"Now, what is this site about, how Joe Torre ruined pitchers' arms? Is that it?"
-Michael Kay, August 18, 2009

Sunday, December 14, 2008

Latest on Tex, Manny, Cameron, CC and A.J.

George King (I'm still refusing to call him George A. King III) had a bunch of news items spaced out over two articles today.

In the first piece, CC Sabathia is expected in town tomorrow, will take his physical Tuesday and could be formally introduced as early as Wednesday. According to A.J. Burnett's agent, there has been no date set for his physical.

Later, King writes that Kei Igawa's salary has been the latest hold up in the long rumored Mike Cameron for Melky Cabrera trade. Igawa makes $4 million per year, so they don't want to spend that after saving Cameron's $10-million salary. The Yankees have told the Brewers that no pitchers on their 40-man roster are available, so that's why they're settled on the enigmatic lefty. The Brewers asked for Phil Coke, Mark Melancon and Jose Veras, but the Yankees quickly shot that down.
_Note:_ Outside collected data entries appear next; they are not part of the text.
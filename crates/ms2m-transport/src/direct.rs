//! ---
//! ms2m_section: "04-artifact-transfer"
//! ms2m_subsection: "module"
//! ms2m_type: "source"
//! ms2m_scope: "code"
//! ms2m_description: "Streaming multipart upload to a node agent."
//! ms2m_version: "v0.0.0-prealpha"
//! ms2m_owner: "tbd"
//! ---
//! Direct upload streams the raw checkpoint archive to the target node's
//! agent as `multipart/form-data`.
//!
//! A producer task writes the multipart framing and the archive into an
//! in-memory duplex pipe while reqwest drains the other end. The pipe is
//! bounded, so memory use stays constant whatever the archive size. The
//! producer reports failures through a oneshot channel that is checked
//! after the request finishes, and a producer failure outranks an HTTP
//! success.

use std::io;
use std::path::Path;
use ms2m_checkpoint::ArtifactError;
use reqwest::header::{CONTENT_LENGTH, CONTENT_TYPE};
use reqwest::{Body, Client, StatusCode};
use tokio::io::AsyncWriteExt;
use tokio::sync::oneshot;
use tokio_util::io::ReaderStream;
use tracing::{debug, info, warn};
use url::Url;
use uuid::Uuid;

use crate::error::{Result, TransferError};
use crate::http_client;

const PIPE_CAPACITY: usize = 64 * 1024;
pub const CHECKPOINT_FIELD: &str = "checkpoint";
pub const CONTAINER_FIELD: &str = "containerName";

#[derive(Debug, Clone, PartialEq, Eq)]
pub struct UploadReceipt {
    pub status: u16,
    pub body: String,
    pub bytes_sent: u64,
}

#[derive(Debug, Clone)]
pub struct DirectUploader {
    client: Client,
}

impl DirectUploader {
    pub fn new(insecure: bool) -> Result<Self> {
        Ok(Self::with_client(http_client(insecure)?))
    }

    pub fn with_client(client: Client) -> Self {
        Self { client }
    }

    pub async fn upload(
        &self,
        url: &Url,
        archive: &Path,
        container_name: Option<&str>,
    ) -> Result<UploadReceipt> {
        let unreadable = |source| ArtifactError::ArchiveUnreadable {
            path: archive.to_path_buf(),
            source,
        };
        let mut file = tokio::fs::File::open(archive).await.map_err(unreadable)?;
        let archive_len = file.metadata().await.map_err(unreadable)?.len();

        let boundary = format!("ms2m-{}", Uuid::new_v4().simple());
        let file_name = archive
            .file_name()
            .and_then(|name| name.to_str())
            .unwrap_or("checkpoint.tar");
        let preamble = preamble(&boundary, file_name, container_name);
        let epilogue = format!("\r\n--{boundary}--\r\n");
        let content_length = preamble.len() as u64 + archive_len + epilogue.len() as u64;

        let (mut writer, reader) = tokio::io::duplex(PIPE_CAPACITY);
        let (err_tx, err_rx) = oneshot::channel::<io::Error>();
        let producer = tokio::spawn(async move {
            let produced = async {
                writer.write_all(preamble.as_bytes()).await?;
                let copied = tokio::io::copy(&mut file, &mut writer).await?;
                if copied != archive_len {
                    return Err(io::Error::new(
                        io::ErrorKind::UnexpectedEof,
                        format!("archive changed during upload: expected {archive_len} bytes, read {copied}"),
                    ));
                }
                writer.write_all(epilogue.as_bytes()).await?;
                writer.shutdown().await
            }
            .await;
            if let Err(err) = produced {
                let _ = err_tx.send(err);
            }
        });

        debug!(%url, archive = %archive.display(), bytes = archive_len, "starting direct upload");
        let sent = self
            .client
            .post(url.clone())
            .header(CONTENT_TYPE, format!("multipart/form-data; boundary={boundary}"))
            .header(CONTENT_LENGTH, content_length)
            .body(Body::wrap_stream(ReaderStream::new(reader)))
            .send()
            .await;
        let outcome = match sent {
            Ok(response) => {
                let status = response.status();
                let body = response.text().await.unwrap_or_default();
                Ok((status, body))
            }
            Err(err) => Err(err),
        };

        if let Err(err) = producer.await {
            warn!(error = %err, "upload producer task did not complete");
        }
        let produced = err_rx.await.ok();

        let failed = |reason: String| TransferError::UploadFailed {
            url: url.to_string(),
            reason,
        };
        match (produced, outcome) {
            // A broken pipe only echoes the consumer side going away.
            (Some(err), Ok((status, body)))
                if err.kind() == io::ErrorKind::BrokenPipe && !status.is_success() =>
            {
                Err(rejected(status, body))
            }
            (Some(err), Err(send)) if err.kind() == io::ErrorKind::BrokenPipe => {
                Err(failed(send.to_string()))
            }
            (Some(err), _) => Err(TransferError::Io(err)),
            (None, Err(send)) => Err(failed(send.to_string())),
            (None, Ok((status, body))) if !status.is_success() => Err(rejected(status, body)),
            (None, Ok((status, body))) => {
                info!(%url, bytes = archive_len, "checkpoint uploaded");
                Ok(UploadReceipt {
                    status: status.as_u16(),
                    body,
                    bytes_sent: archive_len,
                })
            }
        }
    }
}

fn rejected(status: StatusCode, body: String) -> TransferError {
    TransferError::TransferRejected {
        status: status.as_u16(),
        body: body.trim().to_owned(),
    }
}

fn preamble(boundary: &str, file_name: &str, container_name: Option<&str>) -> String {
    let mut out = String::new();
    if let Some(name) = container_name.filter(|name| !name.is_empty()) {
        out.push_str(&format!(
            "--{boundary}\r\nContent-Disposition: form-data; name=\"{CONTAINER_FIELD}\"\r\n\r\n{name}\r\n"
        ));
    }
    out.push_str(&format!(
        "--{boundary}\r\nContent-Disposition: form-data; name=\"{CHECKPOINT_FIELD}\"; filename=\"{}\"\r\nContent-Type: application/octet-stream\r\n\r\n",
        file_name.replace('"', "%22")
    ));
    out
}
King says both sides expect to get the deal done eventually.

I hope they don't.

Now, his second article - Yankee-related news regarding Mark Teixeira and Manny Ramirez.

According to several baseball officials, the Yankees New York Yankees remain in the Mark Teixeira hunt. But the same connected voices insist if the Yankees don't land the switch-hitting first baseman, they will turn their money toward controversial slugger Manny Ramirez.
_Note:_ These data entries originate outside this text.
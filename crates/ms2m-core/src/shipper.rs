//! ---
//! ms2m_section: "01-core-functionality"
//! ms2m_subsection: "module"
//! ms2m_type: "source"
//! ms2m_scope: "code"
//! ms2m_description: "In-process artifact shipper for co-located controllers."
//! ms2m_version: "v0.0.0-prealpha"
//! ms2m_owner: "tbd"
//! ---
use std::path::Path;

use async_trait::async_trait;
use ms2m_transport::ArtifactTransfer;
use tracing::info;

use crate::collaborators::{ArtifactShipper, ShipmentRequest, ShipmentState};
use crate::error::MigrationError;

/// Builds and sends the archive from this process. Only usable when the
/// checkpoint path is readable locally, e.g. single-node clusters and tests.
#[derive(Debug, Clone)]
pub struct LocalShipper {
    transfer: ArtifactTransfer,
}

impl LocalShipper {
    pub fn new(transfer: ArtifactTransfer) -> Self {
        Self { transfer }
    }
}

#[async_trait]
impl ArtifactShipper for LocalShipper {
    async fn ship(&self, request: &ShipmentRequest) -> Result<ShipmentState, MigrationError> {
        let label = Some(request.container.as_str()).filter(|label| !label.is_empty());
        let report = self
            .transfer
            .send(Path::new(&request.archive), &request.destination, label)
            .await?;
        info!(
            migration = %request.migration,
            destination = %report.destination,
            bytes = report.bytes,
            digest = report.digest.as_deref().unwrap_or(""),
            build_ms = report.build_time.as_millis() as u64,
            send_ms = report.send_time.as_millis() as u64,
            "checkpoint shipped"
        );
        Ok(ShipmentState::Done)
    }
}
"If they can't get Teixeira, they are right there on Manny," an official with knowledge of the Yankees' plan said yesterday.
Imagine getting Teixeira or Ramirez after already signing Sabathia and Burnett? Teixeira has already received an eight-year, $160 million offer from the Angels, so he probably won't get an offer from the Yankees, but according to King, the Yankees "are likely" to offer Ramirez three years at $20 million per.
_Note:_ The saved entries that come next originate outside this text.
//! ---
//! ms2m_section: "05-node-agent"
//! ms2m_subsection: "module"
//! ms2m_type: "source"
//! ms2m_scope: "code"
//! ms2m_description: "HTTP upload endpoint for direct checkpoint transfer."
//! ms2m_version: "v0.0.0-prealpha"
//! ms2m_owner: "tbd"
//! ---
use std::net::SocketAddr;
use std::sync::Arc;
use std::time::Instant;

use axum::extract::multipart::MultipartRejection;
use axum::extract::{DefaultBodyLimit, Multipart, State};
use axum::http::StatusCode;
use axum::response::{IntoResponse, Response};
use axum::routing::post;
use axum::Router;
use ms2m_metrics::AgentMetrics;
use ms2m_transport::{CHECKPOINT_FIELD, CONTAINER_FIELD};
use tokio::io::AsyncWriteExt;
use tokio::net::TcpListener;
use tokio::sync::watch;
use tokio::task::JoinHandle;
use tracing::{error, info, warn};

use crate::node::{NodeLoader, ScratchArchive};

pub const SUCCESS_BODY: &str = "checkpoint loaded successfully";

struct AgentState {
    loader: NodeLoader,
    metrics: Option<AgentMetrics>,
}

/// Builder for the node agent's upload server.
pub struct AgentServerBuilder {
    listen: SocketAddr,
    loader: NodeLoader,
    max_upload_bytes: Option<usize>,
    metrics: Option<AgentMetrics>,
}

impl AgentServerBuilder {
    pub fn new(listen: SocketAddr, loader: NodeLoader) -> Self {
        Self {
            listen,
            loader,
            max_upload_bytes: None,
            metrics: None,
        }
    }

    /// Cap request bodies; uncapped when unset.
    pub fn with_max_upload_bytes(mut self, limit: usize) -> Self {
        self.max_upload_bytes = Some(limit);
        self
    }

    pub fn with_metrics(mut self, metrics: AgentMetrics) -> Self {
        self.metrics = Some(metrics);
        self
    }

    pub fn router(self) -> Router {
        let limit = match self.max_upload_bytes {
            Some(limit) => DefaultBodyLimit::max(limit),
            None => DefaultBodyLimit::disable(),
        };
        let state = Arc::new(AgentState {
            loader: self.loader,
            metrics: self.metrics,
        });
        Router::new()
            .route("/checkpoint", post(upload).fallback(method_not_allowed))
            .route("/", post(upload).fallback(method_not_allowed))
            .layer(limit)
            .with_state(state)
    }

    pub async fn spawn(self) -> anyhow::Result<AgentServerHandle> {
        let listener = TcpListener::bind(self.listen).await?;
        let address = listener.local_addr()?;
        info!(%address, storage = %self.loader.storage_dir().display(), "node agent listening");

        let router = self.router();
        let (shutdown_tx, mut shutdown_rx) = watch::channel(false);
        let server = axum::serve(listener, router).with_graceful_shutdown(async move {
            let _ = shutdown_rx.changed().await;
        });
        let task = tokio::spawn(async move {
            if let Err(err) = server.await {
                warn!(error = %err, "node agent server exited with error");
            }
        });

        Ok(AgentServerHandle {
            address,
            task,
            shutdown: shutdown_tx,
        })
    }
}

pub struct AgentServerHandle {
    address: SocketAddr,
    task: JoinHandle<()>,
    shutdown: watch::Sender<bool>,
}

impl AgentServerHandle {
    pub fn local_addr(&self) -> SocketAddr {
        self.address
    }

    /// Wait until the server stops on its own.
    pub async fn wait(self) -> anyhow::Result<()> {
        self.task.await.map_err(|join| anyhow::anyhow!(join))
    }

    pub async fn shutdown(self) -> anyhow::Result<()> {
        let _ = self.shutdown.send(true);
        self.task.await.map_err(|join| anyhow::anyhow!(join))
    }
}

async fn method_not_allowed() -> Response {
    (StatusCode::METHOD_NOT_ALLOWED, "method not allowed").into_response()
}

async fn upload(
    State(state): State<Arc<AgentState>>,
    multipart: Result<Multipart, MultipartRejection>,
) -> Response {
    let started = Instant::now();
    let (status, body, bytes) = match receive(&state, multipart).await {
        Ok((scratch, container, bytes)) => {
            info!(archive = %scratch.archive().display(), container = %container, bytes, "checkpoint received");
            match state.loader.materialize(scratch, &container).await {
                Ok(_) => (StatusCode::OK, SUCCESS_BODY.to_owned(), bytes),
                Err(err) => {
                    error!(error = %err, container = %container, "checkpoint load failed");
                    (StatusCode::INTERNAL_SERVER_ERROR, err.to_string(), bytes)
                }
            }
        }
        Err((status, message)) => {
            warn!(%status, error = %message, "checkpoint upload rejected");
            (status, message, 0)
        }
    };

    if let Some(metrics) = &state.metrics {
        let result = if status.is_success() { "ok" } else { "error" };
        metrics.record_upload(result, bytes);
        if status.is_success() {
            metrics.observe_load(started.elapsed());
        }
    }
    (status, body).into_response()
}

type Rejection = (StatusCode, String);

/// Stream the form to disk. The archive is written chunk by chunk as it
/// arrives; the container name may precede or follow it.
async fn receive(
    state: &AgentState,
    multipart: Result<Multipart, MultipartRejection>,
) -> Result<(ScratchArchive, String, u64), Rejection> {
    let bad_request = |what: &str, err: &dyn std::fmt::Display| {
        (StatusCode::BAD_REQUEST, format!("{what}: {err}"))
    };
    let internal = |what: &str, err: &dyn std::fmt::Display| {
        (StatusCode::INTERNAL_SERVER_ERROR, format!("{what}: {err}"))
    };

    let mut multipart = multipart.map_err(|err| bad_request("parse form", &err))?;
    let mut container = String::new();
    let mut archive = None;

    loop {
        let mut field = match multipart.next_field().await {
            Ok(Some(field)) => field,
            Ok(None) => break,
            Err(err) => return Err(bad_request("parse form", &err)),
        };
        let name = field.name().map(str::to_owned);
        match name.as_deref() {
            Some(CHECKPOINT_FIELD) => {
                let (scratch, mut file) = state
                    .loader
                    .create_scratch()
                    .await
                    .map_err(|err| internal("create file", &err))?;
                let mut written = 0u64;
                loop {
                    match field.chunk().await {
                        Ok(Some(chunk)) => {
                            file.write_all(&chunk)
                                .await
                                .map_err(|err| internal("write file", &err))?;
                            written += chunk.len() as u64;
                        }
                        Ok(None) => break,
                        Err(err) => return Err(bad_request("read upload", &err)),
                    }
                }
                file.flush().await.map_err(|err| internal("write file", &err))?;
                archive = Some((scratch, written));
            }
            Some(CONTAINER_FIELD) => {
                container = field
                    .text()
                    .await
                    .map_err(|err| bad_request("read containerName", &err))?;
            }
            _ => {}
        }
    }

    let (scratch, written) = archive.ok_or_else(|| {
        (
            StatusCode::BAD_REQUEST,
            format!("get file: missing {CHECKPOINT_FIELD:?} field"),
        )
    })?;
    Ok((scratch, container, written))
}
That would be $59.5 million tied up in free agents, and we're not even talking about Derek Jeter, Alex Rodriguez, Jorge Posada and Mariano Rivera. But the Yankees were given a lot of money to spend. No matter what, it still sounds like a lot, and it's fascinating to see how much the organizational philosophy has changed after a down year.

2 comments:

Anonymous said...

The organizational philosophy hasn't really changed. Last year was an aberration. The Yankees will always spend on free agents. Sometimes it works out (Jimmy Key, David Wells, Mike Mussina, El Duque). Sometimes it doesn't (hurts too much to write the name Kevin Brown).

Andrew Fletcher said...

This is true. When you have a lot of money to spend, there's a greater margin for error. I guess that's how we essentially survived the Pavano situation.